━━━ SUPPLIED RECORDS

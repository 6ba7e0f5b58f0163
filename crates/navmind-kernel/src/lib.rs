//! `navmind-kernel` – Safety Core
//!
//! The only shared mutable state in the system lives here. It does not plan;
//! it holds the current command and decides whether it is still trustworthy.
//!
//! # Modules
//!
//! - [`arbiter`] – [`CommandArbiter`][arbiter::CommandArbiter]:
//!   the lock-guarded slot for "current command + time of last valid update".
//!   Freshness is derived on every read against the configured hold window,
//!   so a silent planner automatically degrades to a zero command without any
//!   explicit timeout plumbing in the callers.

pub mod arbiter;

pub use arbiter::CommandArbiter;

━━━━━━

All of the material must appear again, exactly as given.

repository 6ba7e0f5b58f0163
filename crates/navmind-kernel/src/lib.rs
//! `navmind-kernel` – Safety Core
//!
//! The only shared mutable state in the system lives here. It does not plan;
//! it holds the current command and decides whether it is still trustworthy.
//!
//! # Modules
//!
//! - [`arbiter`] – [`CommandArbiter`][arbiter::CommandArbiter]:
//!   the lock-guarded slot for "current command + time of last valid update".
//!   Freshness is derived on every read against the configured hold window,
//!   so a silent planner automatically degrades to a zero command without any
//!   explicit timeout plumbing in the callers.

pub mod arbiter;

pub use arbiter::CommandArbiter;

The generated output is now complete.